CANE, COFFEE, and GRAIN
You don’t have to work in agriculture to notice Sugar Cane “season,” or rather, its harvest, which lasts about four months, usually starting around December. Giant tractor-trailer size vehicles haul the cane from the field to the mill and are seen everywhere. Coffee, another important product here, is also harvested in the middle of dry season, but its transport is much less obvious. More likely, you’ll see a truck packed full of people on their way to or from picking the beans early am or late pm. These ‘seasons’ are very important to agricultural workers here; many of them get steady work only during “siembra” and “cosecha” (planting and harvesting). The two biggest grains El Salvador produces are maize (maiz) and red beans (frijoles rojos). Both are sown at the start of the rains, but have different harvests. My husband told me beans can be planted twice a year, but in today’s research I learned from this agro book (Perfil del cultivo de frijol en El Salvador / Cristina Choto de Cerna ), a third sowing can happen the tail end of rainy season, using residual humidity or watering to grow. Last year, after storm 12E flood in October, people talked about doing this. Maiz only has one season, as far as I know, and is harvested at the end of rainy season, farmers “doubling” the corn stalks to halt their growth.

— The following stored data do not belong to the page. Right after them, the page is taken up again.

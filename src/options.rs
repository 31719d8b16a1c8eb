//! Configuration options for parsing TOML text.
//!
//! ## Examples
//!
//! ```rust
//! use toml_codec::{from_str_with_options, ParseOptions};
//!
//! let options = ParseOptions::new().with_max_depth(4);
//! assert!(from_str_with_options("a = [[[[[1]]]]]", options).is_err());
//! ```

/// Nesting limit used when none is configured.
pub const DEFAULT_MAX_DEPTH: usize = 128;

/// Options controlling the bundled parser.
///
/// # Examples
///
/// ```rust
/// use toml_codec::ParseOptions;
///
/// let options = ParseOptions::new();
/// assert_eq!(options.max_depth, 128);
/// ```
#[derive(Clone, Debug, PartialEq, Eq)]
pub struct ParseOptions {
    /// Deepest allowed nesting of inline arrays and inline tables.
    pub max_depth: usize,
}

impl Default for ParseOptions {
    fn default() -> Self {
        ParseOptions {
            max_depth: DEFAULT_MAX_DEPTH,
        }
    }
}

impl ParseOptions {
    #[must_use]
    pub fn new() -> Self {
        Self::default()
    }

    /// Sets the nesting limit for inline values.
    ///
    /// # Examples
    ///
    /// ```rust
    /// use toml_codec::ParseOptions;
    ///
    /// let options = ParseOptions::new().with_max_depth(16);
    /// assert_eq!(options.max_depth, 16);
    /// ```
    #[must_use]
    pub fn with_max_depth(mut self, max_depth: usize) -> Self {
        self.max_depth = max_depth;
        self
    }
}
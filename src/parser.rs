//! TOML text to syntax events.
//!
//! This module provides the [`Parser`], a single-pass cursor over the input
//! that yields one [`Event`] per key/value line or table header. Inline
//! tables and arrays are resolved on the spot and arrive inside
//! [`Event::KeyValue`].
//!
//! ## Overview
//!
//! - **Single pass**: no backtracking beyond a few characters of lookahead
//! - **Lazy**: events are produced on demand ([`Parser::next_event`] or the
//!   `Iterator` impl), so the tree builder can fail fast
//! - **Error reporting**: every error carries line and column
//!
//! ## Usage
//!
//! Most users should use [`from_str`](crate::from_str). Driving the parser
//! by hand looks like this:
//!
//! ```rust
//! use toml_codec::{Event, Parser};
//!
//! let mut parser = Parser::new("[server]\nport = 8080\n");
//! let first = parser.next_event().unwrap().unwrap();
//! assert!(matches!(first, Event::Table { .. }));
//! let second = parser.next_event().unwrap().unwrap();
//! assert!(matches!(second, Event::KeyValue { .. }));
//! assert!(parser.next_event().unwrap().is_none());
//! ```

use crate::builder::insert_dotted;
use crate::{Error, Event, KeyPath, ParseOptions, Position, Result, TomlTable, TomlValue};
use chrono::{FixedOffset, NaiveDate, NaiveTime, TimeZone};
use std::collections::HashSet;

/// The TOML event parser.
///
/// Created via [`Parser::new`] or [`Parser::with_options`].
pub struct Parser<'a> {
    input: &'a str,
    position: usize,
    line: usize,
    column: usize,
    depth: usize,
    options: ParseOptions,
    finished: bool,
}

Mosquitos (“zancudos”) have a gloriously long season here, buzzing around during summer, dwindling down as the rainy season approaches, and then finally, disappearing as the multiple daily rains wash away their egg-laying work (at least where we live – in other places they may be year-round pets). The Cicada, known here as a Chicharra or a Cigarra in Spanish, sings for the entire month of march, taking over the sound spectrum with his booming rattle to lure female groupies into his backstage den. A purple flowering plant most Salvadorans would call “monte” (weed) has been growing for a couple months now in our yard, and once the rains come, I’m hoping the glass butterfly will come land on them. The rains tend to bring bugs out of hiding. Spiders spin webs furiously during rainy season; new webs appear after every shower. This fella, pictured on the right, landed on my shoulder last year while I was in the garden, at the beginning of April – rains had barely begun here – he’s a leaf-backed praying mantis.
Fruits galore here, and each one has its “day”. A couple months ago Jicama was everywhere, then gone. March marks the season of the Mango – with dozens of varieties here – some are already ripe, but many, including the infamous “Mango Indio” are still green or becoming “sasson” (not green, but not ripe – the sour taste has ebbed). Jocotes are fully-ripe at the moment, and not far from now we’ll be seeing the famous Anona. Unlike back home, where you can buy nearly every fruit or vegetable almost year-round, here fruits and vegetables become scarce or disappear when their season wanes, and often too pricey for small vendors to afford. When pipianes (zucchini) run out, forget it. Tomatoes that were once 10 or 12 for a dollar are suddenly 3 for 50cents. One learns to eat in-season vegetables and fruit, and that’s what makes them so enjoyable. During the short season of the Anona, everyone loves to eat them, and kids climb like monkeys to get the last of the red jocotes.
So when someone says, “Yeah, but I like the FOUR seasons,” comparing a temperate climate to ours, I can be sure to tell them, while we don’t have snow, ice, or frigid cold, we got plenty more than four seasons here.